_PROBLEM TO SOLVE_. What must be returned is the number of lines in the records holding the word "args", with no other text.

_MATERIAL FOR THE TASK_.
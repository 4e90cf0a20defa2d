//! Tool Console
//!
//! Entry point: loads configuration, connects the configured MCP servers and
//! runs a line-oriented console over the merged tool catalog.

// Allow pedantic clippy warnings that don't add value for this codebase
#![allow(clippy::manual_let_else)]
#![allow(clippy::missing_fields_in_debug)]
#![allow(clippy::default_trait_access)]

use mimalloc::MiMalloc;

/// Global allocator for improved performance (M-MIMALLOC-APPS).
#[global_allocator]
static GLOBAL: MiMalloc = MiMalloc;

use std::path::Path;
use std::sync::Arc;

use anyhow::Context;
use dotenvy::dotenv;
use tokio::io::{AsyncBufReadExt, AsyncWriteExt, BufReader};
use tracing::{info, warn};
use tracing_subscriber::{EnvFilter, fmt, layer::SubscriberExt, util::SubscriberInitExt};

use tool_console::AppConfig;
use tool_console::mcp::config::{McpConfig, load_mcp_config};
use tool_console::mcp::{McpHub, ToolRegistry};
use tool_console::plugins::{CONSOLE_PLUGIN, builtin_tools};

const HELP: &str = "\
Commands:
  tools                  list every namespaced tool
  servers                show connection state per server
  sync                   refresh the tool registry now
  call <tool> [json]     invoke a tool, e.g. call console__echo {\"text\":\"hi\"}
  help                   show this help
  quit                   disconnect and exit";

#[derive(Debug, PartialEq)]
enum Command {
    Tools,
    Servers,
    Sync,
    Call {
        tool: String,
        arguments: serde_json::Value,
    },
    Help,
    Quit,
    Empty,
}

fn parse_command(line: &str) -> Result<Command, String> {
    let line = line.trim();
    let (head, rest) = match line.split_once(char::is_whitespace) {
        Some((head, rest)) => (head, rest.trim()),
        None => (line, ""),
    };

    match head {
        "" => Ok(Command::Empty),
        "tools" => Ok(Command::Tools),
        "servers" => Ok(Command::Servers),
        "sync" => Ok(Command::Sync),
        "help" | "?" => Ok(Command::Help),
        "quit" | "exit" => Ok(Command::Quit),
        "call" => {
            let (tool, args) = match rest.split_once(char::is_whitespace) {
                Some((tool, args)) => (tool, args.trim()),
                None => (rest, ""),
            };
            if tool.is_empty() {
                return Err("usage: call <tool> [json-args]".to_string());
            }
            let arguments = if args.is_empty() {
                serde_json::json!({})
            } else {
                serde_json::from_str(args).map_err(|e| format!("invalid JSON arguments: {e}"))?
            };
            Ok(Command::Call {
                tool: tool.to_string(),
                arguments,
            })
        }
        other => Err(format!("unknown command '{other}', type 'help'")),
    }
}

fn init_tracing(json: bool) {
    let filter = EnvFilter::try_from_default_env().unwrap_or_else(|_| EnvFilter::new("info"));
    let registry = tracing_subscriber::registry().with(filter);
    // stdout belongs to the console
    if json {
        registry
            .with(fmt::layer().json().with_target(true).with_writer(std::io::stderr))
            .init();
    } else {
        registry
            .with(fmt::layer().with_target(true).with_writer(std::io::stderr))
            .init();
    }
}

fn load_servers(path: &str) -> anyhow::Result<McpConfig> {
    if !Path::new(path).exists() {
        warn!(name: "mcp.config.missing", path = %path, "MCP config not found, no servers configured");
        return Ok(McpConfig::default());
    }
    load_mcp_config(path).with_context(|| format!("failed to load MCP config from '{path}'"))
}

async fn run_command(hub: &McpHub, command: Command) -> anyhow::Result<bool> {
    match command {
        Command::Empty => {}
        Command::Help => println!("{HELP}"),
        Command::Quit => return Ok(false),
        Command::Tools => {
            let snapshot = hub.registry().snapshot();
            if snapshot.tool_count() == 0 {
                println!("(no tools)");
            }
            for (name, _, tool) in snapshot.tools() {
                println!("{name:<40} {}", tool.description);
            }
        }
        Command::Servers => {
            for status in hub.statuses() {
                let state = format!("{:?}", status.state);
                println!("{:<24} {state:<14} {} tools", status.name, status.tools);
            }
            for (name, reason) in hub.rejected() {
                println!("{name:<24} {:<14} {reason}", "Rejected");
            }
        }
        Command::Sync => {
            let report = hub.sync_now().await;
            println!("{}", serde_json::to_string_pretty(&report)?);
        }
        Command::Call { tool, arguments } => match hub.call_tool(&tool, arguments).await {
            Ok(result) => println!("{}", serde_json::to_string_pretty(&result)?),
            Err(e) => println!("error: {e}"),
        },
    }
    Ok(true)
}

async fn console(hub: &McpHub, prompt: &str) -> anyhow::Result<()> {
    let mut lines = BufReader::new(tokio::io::stdin()).lines();
    let mut stdout = tokio::io::stdout();

    loop {
        stdout.write_all(prompt.as_bytes()).await?;
        stdout.flush().await?;

        let line = tokio::select! {
            line = lines.next_line() => line?,
            _ = tokio::signal::ctrl_c() => {
                info!(name: "console.interrupted", "Interrupted");
                break;
            }
        };
        let Some(line) = line else {
            // EOF
            break;
        };

        match parse_command(&line) {
            Ok(command) => {
                if !run_command(hub, command).await? {
                    break;
                }
            }
            Err(msg) => println!("{msg}"),
        }
    }
    Ok(())
}

#[tokio::main]
async fn main() -> anyhow::Result<()> {
    // Load .env (if present)
    let _ = dotenv();

    let config = match AppConfig::load() {
        Ok(c) => c,
        Err(e) => {
            eprintln!("Configuration error: {e}");
            std::process::exit(1);
        }
    };

    // Initialize tracing (M-LOG-STRUCTURED)
    init_tracing(config.logging.json);

    let servers = load_servers(&config.mcp_config)?;
    info!(
        name: "console.config.loaded",
        mcp_config = %config.mcp_config,
        servers = servers.mcp_servers.len(),
        probe_interval_secs = config.connector.probe_interval_secs,
        "Configuration loaded"
    );

    let system_message = config.system_message(&servers);
    if !system_message.is_empty() {
        println!("{system_message}\n");
    }

    let hub = McpHub::from_config(&servers, config.hub_settings(), Arc::new(ToolRegistry::new()));
    hub.register_plugin(CONSOLE_PLUGIN, builtin_tools())?;
    hub.start();

    println!("Type 'help' for commands.");
    let result = console(&hub, &config.console.prompt).await;

    hub.shutdown().await;
    result
}
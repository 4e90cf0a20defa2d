use crate::mcp::config::McpConfig;
use crate::mcp::connector::ConnectorSettings;
use crate::mcp::hub::HubSettings;
use clap::Parser;
use config::{Config, Environment, File};
use serde::Deserialize;
use std::path::Path;
use std::time::Duration;

const DEFAULT_CONFIG_FILE: &str = "config.yaml";

#[derive(Parser, Debug)]
#[command(author, version, about, long_about = None)]
pub struct Cli {
    /// Config file path
    #[arg(short, long, env = "CONFIG_FILE")]
    pub config: Option<String>,

    /// Path of the MCP server list
    #[arg(long, env = "MCP_CONFIG")]
    pub mcp_config: Option<String>,

    /// Seconds between connection attempts and health probes
    #[arg(long, env = "PROBE_INTERVAL_SECS")]
    pub probe_interval_secs: Option<u64>,

    /// Timeout for a single MCP request, in seconds
    #[arg(long, env = "REQUEST_TIMEOUT_SECS")]
    pub request_timeout_secs: Option<u64>,

    /// Emit logs as JSON lines
    #[arg(long, env = "LOG_JSON")]
    pub log_json: bool,
}

#[derive(Debug, Deserialize, Clone)]
pub struct AppConfig {
    pub console: ConsoleConfig,
    pub connector: ConnectorConfig,
    pub logging: LoggingConfig,
    pub mcp_config: String,
}

#[derive(Debug, Deserialize, Clone)]
pub struct ConsoleConfig {
    pub prompt: String,
    pub system_message: String,
}

#[derive(Debug, Deserialize, Clone)]
pub struct ConnectorConfig {
    pub probe_interval_secs: u64,
    pub request_timeout_secs: u64,
}

#[derive(Debug, Deserialize, Clone)]
pub struct LoggingConfig {
    pub json: bool,
}

impl AppConfig {
    pub fn load() -> Result<Self, config::ConfigError> {
        Self::load_from_args(std::env::args())
    }

    pub fn load_from_args<I, T>(args: I) -> Result<Self, config::ConfigError>
    where
        I: IntoIterator<Item = T>,
        T: Into<std::ffi::OsString> + Clone,
    {
        let cli =
            Cli::try_parse_from(args).map_err(|e| config::ConfigError::Message(e.to_string()))?;

        let mut builder = Config::builder()
            .set_default("console.prompt", "-> ")?
            .set_default("console.system_message", "")?
            .set_default("connector.probe_interval_secs", 10)?
            .set_default("connector.request_timeout_secs", 30)?
            .set_default("logging.json", false)?
            .set_default("mcp_config", "mcp.json")?;

        // An explicit file must exist, the cwd fallback is optional.
        match &cli.config {
            Some(path) => builder = builder.add_source(File::from(Path::new(path)).required(true)),
            None => {
                builder = builder
                    .add_source(File::from(Path::new(DEFAULT_CONFIG_FILE)).required(false));
            }
        }

        // E.g. TOOL_CONSOLE__CONNECTOR__PROBE_INTERVAL_SECS=5
        builder = builder.add_source(
            Environment::with_prefix("TOOL_CONSOLE")
                .separator("__")
                .try_parsing(true),
        );

        // Priority: CLI flag > CLI env var > TOOL_CONSOLE__* > config file > defaults.
        if let Some(path) = cli.mcp_config {
            builder = builder.set_override("mcp_config", path)?;
        }
        if let Some(secs) = cli.probe_interval_secs {
            builder = builder.set_override("connector.probe_interval_secs", secs)?;
        }
        if let Some(secs) = cli.request_timeout_secs {
            builder = builder.set_override("connector.request_timeout_secs", secs)?;
        }
        if cli.log_json {
            builder = builder.set_override("logging.json", true)?;
        }

        let cfg: Self = builder.build()?.try_deserialize()?;
        cfg.validate()?;
        Ok(cfg)
    }

    fn validate(&self) -> Result<(), config::ConfigError> {
        if self.connector.probe_interval_secs == 0 {
            return Err(config::ConfigError::Message(
                "connector.probe_interval_secs must be at least 1".to_string(),
            ));
        }
        if self.connector.request_timeout_secs == 0 {
            return Err(config::ConfigError::Message(
                "connector.request_timeout_secs must be at least 1".to_string(),
            ));
        }
        Ok(())
    }

    pub fn hub_settings(&self) -> HubSettings {
        HubSettings {
            connector: ConnectorSettings {
                probe_interval: Duration::from_secs(self.connector.probe_interval_secs),
            },
            request_timeout: Duration::from_secs(self.connector.request_timeout_secs),
        }
    }

    /// The console's system message followed by every server's own message.
    pub fn system_message(&self, servers: &McpConfig) -> String {
        std::iter::once(self.console.system_message.trim())
            .chain(servers.system_messages().into_iter().map(str::trim))
            .filter(|msg| !msg.is_empty())
            .collect::<Vec<_>>()
            .join("\n\n")
    }
}
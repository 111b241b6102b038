//! Error types for VeilCraft.

use thiserror::Error;

#[derive(Error, Debug)]
pub enum Error {
    #[error("Validation error: {0}")]
    Validation(String),

    #[error("Config error: {0}")]
    Config(String),

    #[error("Computation error: {0}")]
    Computation(String),

    #[error("JSON error: {0}")]
    Json(#[from] serde_json::Error),
}

impl Error {
    /// Stable error kind tag for the calling layer's response envelope.
    pub fn kind(&self) -> &'static str {
        match self {
            Error::Validation(_) => "VALIDATION_ERROR",
            Error::Config(_) => "CONFIG_ERROR",
            Error::Computation(_) => "COMPUTATION_ERROR",
            Error::Json(_) => "VALIDATION_ERROR",
        }
    }
}

pub type Result<T> = std::result::Result<T, Error>;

_FINAL ANSWER_. 8